** What you are asked to do **
Copy out each line below that has the word "contains" in it.

** Supplied records **
══════════════════════════════

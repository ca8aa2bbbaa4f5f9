//! OCR output ingestion.
//!
//! Consumes the word-level TSV rows produced by the OCR engine, applies the
//! script- and confidence-aware keep/placeholder policy, suppresses
//! duplicate boxes, and tags the left margin column. The result is the
//! page's [`crate::types::WordBox`] sequence that all later stages operate
//! on.

pub mod filter;
pub mod margin;
pub mod tsv;

/// Row level carrying individual words in the OCR TSV schema.
pub const TSV_WORD_LEVEL: u32 = 5;
/// Column count of the OCR TSV schema.
pub const TSV_MIN_FIELDS: usize = 12;

pub use filter::{build_word_boxes, normalize_reversed_parens};
pub use margin::tag_margin_boxes;
pub use tsv::{TsvWord, parse_tsv_words};
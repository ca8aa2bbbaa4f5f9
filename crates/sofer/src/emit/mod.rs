//! Structured output rendering.
//!
//! Three logical outputs: plain page text (role-labeled paragraphs),
//! a selection model for interactive word picking, and serialized
//! documents (Office Open XML and HTML).

pub mod docx;
pub mod html;
pub mod selection;

pub use docx::{docx_bytes, write_docx};
pub use html::render_html;
pub use selection::selection_text;

use crate::text::{collapse_placeholders, count_letters};
use crate::types::{DetectedParagraph, PageStructure, ParagraphRole, WordBox};
use itertools::Itertools;

/// Words of one line in `word_num` order.
fn line_words<'a>(boxes: &'a [WordBox], line_id: i64) -> Vec<&'a WordBox> {
    boxes
        .iter()
        .filter(|b| b.line_id == line_id)
        .sorted_by_key(|b| b.word_num)
        .collect()
}

/// Paragraph text: each line's words joined by spaces, lines flattened.
pub fn paragraph_text(boxes: &[WordBox], paragraph: &DetectedParagraph) -> String {
    paragraph
        .line_ids
        .iter()
        .map(|&line_id| line_words(boxes, line_id).iter().map(|b| b.text.as_str()).join(" "))
        .filter(|line| !line.is_empty())
        .join(" ")
}

/// Render a page's main text: paragraphs top-to-bottom separated by blank
/// lines, header/footer paragraphs labeled, placeholder runs collapsed.
pub fn page_text(boxes: &[WordBox], structure: &PageStructure) -> String {
    let rendered = structure
        .paragraphs
        .iter()
        .filter_map(|paragraph| {
            let text = paragraph_text(boxes, paragraph);
            if text.is_empty() {
                return None;
            }
            Some(match paragraph.role {
                ParagraphRole::Header => format!("[header] {}", text),
                ParagraphRole::Footer => format!("[footer] {}", text),
                ParagraphRole::Body | ParagraphRole::SectionHeading => text,
            })
        })
        .join("\n\n");
    collapse_placeholders(&rendered)
}

/// Render the margin column: margin boxes grouped into their OCR
/// paragraphs, with words too short to be real annotations suppressed.
pub fn margin_text(boxes: &[WordBox]) -> String {
    let margin: Vec<&WordBox> = boxes.iter().filter(|b| b.is_margin).collect();
    let rendered = render_grouped(&margin, 2);
    collapse_placeholders(&rendered)
}

/// Group boxes by paragraph id, order paragraphs by their first line id,
/// and render each as space-joined words. Words with fewer than
/// `min_letters` Hebrew/Latin letters are suppressed (placeholders always
/// pass).
pub(crate) fn render_grouped(boxes: &[&WordBox], min_letters: usize) -> String {
    let mut by_paragraph: Vec<(i64, Vec<&WordBox>)> = Vec::new();
    for (paragraph_id, group) in &boxes
        .iter()
        .sorted_by_key(|b| (b.line_id, b.word_num))
        .chunk_by(|b| b.paragraph_id())
    {
        by_paragraph.push((paragraph_id, group.copied().collect()));
    }
    by_paragraph.sort_by_key(|(_, words)| words.first().map(|w| w.line_id).unwrap_or(i64::MAX));

    by_paragraph
        .iter()
        .filter_map(|(_, words)| {
            let text = words
                .iter()
                .filter(|w| w.is_placeholder || count_letters(&w.text) >= min_letters)
                .map(|w| w.text.as_str())
                .join(" ");
            if text.is_empty() { None } else { Some(text) }
        })
        .join("\n\n")
}
//! HTML export.
//!
//! A single self-contained RTL page mirroring the DOCX role styling.

use crate::text::PLACEHOLDER;
use crate::types::{Document, ParagraphRole};
use quick_xml::escape::escape;

const STYLE_BLOCK: &str = r#"<style>
body { direction: rtl; font-family: "David", "Times New Roman", serif; margin: 2em auto; max-width: 48em; }
h1.title { text-align: center; border: 1px solid #444; padding: 0.4em; }
p.body { text-align: justify; }
p.heading { font-weight: bold; }
p.heading .secnum { font-weight: bold; }
p.pageheader { color: #808080; font-size: 0.8em; border-bottom: 1px solid #808080; }
p.pagefooter { color: #808080; font-size: 0.8em; border-top: 1px solid #808080; }
p.centered { text-align: center; }
span.placeholder { font-style: italic; color: #999999; }
aside.margin { float: left; width: 12em; font-size: 0.85em; color: #555; border-inline-end: 1px solid #ccc; padding-inline-end: 0.5em; }
hr.pagebreak { border: none; border-top: 1px dashed #999; margin: 2em 0; }
</style>"#;

/// Render the document as a standalone RTL HTML page.
pub fn render_html(document: &Document) -> String {
    let mut html = String::with_capacity(4096);
    html.push_str("<!DOCTYPE html>\n<html dir=\"rtl\" lang=\"he\">\n<head>\n<meta charset=\"utf-8\">\n");
    html.push_str(&format!("<title>{}</title>\n", escape(&document.title)));
    html.push_str(STYLE_BLOCK);
    html.push_str("\n</head>\n<body>\n");
    html.push_str(&format!("<h1 class=\"title\">{}</h1>\n", escape(&document.title)));

    for (index, page) in document.pages.iter().enumerate() {
        if index > 0 {
            html.push_str("<hr class=\"pagebreak\">\n");
        }

        if !page.margin_text.is_empty() {
            html.push_str("<aside class=\"margin\">\n");
            for paragraph in page.margin_text.split("\n\n").filter(|p| !p.trim().is_empty()) {
                html.push_str(&format!("<p>{}</p>\n", render_inline(paragraph)));
            }
            html.push_str("</aside>\n");
        }

        let mut body_roles = page
            .structure
            .paragraphs
            .iter()
            .filter(|p| matches!(p.role, ParagraphRole::Body | ParagraphRole::SectionHeading));

        for chunk in page.main_text.split("\n\n").map(str::trim).filter(|c| !c.is_empty()) {
            if let Some(text) = chunk.strip_prefix("[header] ") {
                html.push_str(&format!("<p class=\"pageheader\">{}</p>\n", render_inline(text)));
                continue;
            }
            if let Some(text) = chunk.strip_prefix("[footer] ") {
                html.push_str(&format!("<p class=\"pagefooter\">{}</p>\n", render_inline(text)));
                continue;
            }

            let entry = body_roles.next();
            let is_heading = entry.is_some_and(|e| e.role == ParagraphRole::SectionHeading);
            let is_centered = entry.is_some_and(|e| e.is_centered);
            let class = match (is_heading, is_centered) {
                (true, _) => "heading",
                (false, true) => "body centered",
                (false, false) => "body",
            };

            let inline = match entry.and_then(|e| e.section_number.as_deref()) {
                Some(number) if chunk.starts_with(number) => {
                    let rest = chunk[number.len()..].trim_start();
                    format!("<span class=\"secnum\">{}</span> {}", escape(number), render_inline(rest))
                }
                _ => render_inline(chunk),
            };
            html.push_str(&format!("<p class=\"{}\">{}</p>\n", class, inline));
        }
    }

    html.push_str("</body>\n</html>\n");
    html
}

/// Escape text and wrap `[...]` markers in their placeholder span.
fn render_inline(text: &str) -> String {
    text.split(' ')
        .map(|token| {
            if token == PLACEHOLDER {
                format!("<span class=\"placeholder\">{}</span>", escape(token))
            } else {
                escape(token).into_owned()
            }
        })
        .collect::<Vec<_>>()
        .join(" ")
}

#[cfg(test)]
mod tests {
    use super::*;
    use crate::types::{DetectedParagraph, DocumentPage, PageStructure};

    fn page(main_text: &str, structure: PageStructure) -> DocumentPage {
        DocumentPage {
            main_text: main_text.to_string(),
            margin_text: String::new(),
            structure,
        }
    }

    #[test]
    fn test_rtl_document() {
        let document = Document { title: "מסמך".to_string(), pages: vec![] };
        let html = render_html(&document);
        assert!(html.contains("<html dir=\"rtl\""));
        assert!(html.contains("<h1 class=\"title\">מסמך</h1>"));
    }

    #[test]
    fn test_escaping() {
        let document = Document {
            title: "a & b".to_string(),
            pages: vec![page("x < y", PageStructure::default())],
        };
        let html = render_html(&document);
        assert!(html.contains("a &amp; b"));
        assert!(html.contains("x &lt; y"));
    }

    #[test]
    fn test_header_footer_classes() {
        let document = Document {
            title: "מסמך".to_string(),
            pages: vec![page("[header] עליון\n\nגוף\n\n[footer] תחתון", PageStructure::default())],
        };
        let html = render_html(&document);
        assert!(html.contains("<p class=\"pageheader\">עליון</p>"));
        assert!(html.contains("<p class=\"body\">גוף</p>"));
        assert!(html.contains("<p class=\"pagefooter\">תחתון</p>"));
    }

    #[test]
    fn test_section_heading_span() {
        let structure = PageStructure {
            paragraphs: vec![DetectedParagraph {
                line_ids: vec![1],
                role: crate::types::ParagraphRole::SectionHeading,
                section_number: Some("1.".to_string()),
                is_centered: false,
            }],
            ..Default::default()
        };
        let document = Document {
            title: "מסמך".to_string(),
            pages: vec![page("1. מבוא", structure)],
        };
        let html = render_html(&document);
        assert!(html.contains("<span class=\"secnum\">1.</span>"));
        assert!(html.contains("class=\"heading\""));
    }

    #[test]
    fn test_placeholder_span() {
        let document = Document {
            title: "מסמך".to_string(),
            pages: vec![page("שלום [...] עולם", PageStructure::default())],
        };
        let html = render_html(&document);
        assert!(html.contains("<span class=\"placeholder\">[...]</span>"));
    }

    #[test]
    fn test_page_break_between_pages() {
        let document = Document {
            title: "מסמך".to_string(),
            pages: vec![
                page("ראשון", PageStructure::default()),
                page("שני", PageStructure::default()),
            ],
        };
        let html = render_html(&document);
        assert_eq!(html.matches("hr class=\"pagebreak\"").count(), 1);
    }
}
//! Selection model: user-selected boxes rendered as text.
//!
//! The pipeline produces immutable boxes; the selection layer passes the
//! picked subset here and receives a string back. No state flows the other
//! way.

use super::render_grouped;
use crate::text::collapse_placeholders;
use crate::types::WordBox;

/// Render a selected set of boxes.
///
/// Main-column selections come first, grouped into OCR paragraphs
/// (`line_id / 10^3`) ordered by first line, words by `word_num`. Margin
/// selections follow under a `[margin]` label, with words of fewer than
/// two Hebrew/Latin letters suppressed.
pub fn selection_text(selected: &[WordBox]) -> String {
    let main: Vec<&WordBox> = selected.iter().filter(|b| !b.is_margin).collect();
    let margin: Vec<&WordBox> = selected.iter().filter(|b| b.is_margin).collect();

    let main_text = render_grouped(&main, 0);
    let margin_text = render_grouped(&margin, 2);

    let combined = match (main_text.is_empty(), margin_text.is_empty()) {
        (_, true) => main_text,
        (true, false) => format!("[margin]\n{}", margin_text),
        (false, false) => format!("{}\n\n[margin]\n{}", main_text, margin_text),
    };
    collapse_placeholders(&combined)
}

══════════════════════════════

** Response to this task **
        assert!(html.contains("<html dir=\"rtl\""));
        assert!(html.contains("<h1 class=\"title\">מסמך</h1>"));
        assert!(html.contains("a &amp; b"));
        assert!(html.contains("x &lt; y"));
        assert!(html.contains("<p class=\"pageheader\">עליון</p>"));
        assert!(html.contains("<p class=\"body\">גוף</p>"));
        assert!(html.contains("<p class=\"pagefooter\">תחתון</p>"));
        assert!(html.contains("<span class=\"secnum\">1.</span>"));
        assert!(html.contains("class=\"heading\""));
        assert!(html.contains("<span class=\"placeholder\">[...]</span>"));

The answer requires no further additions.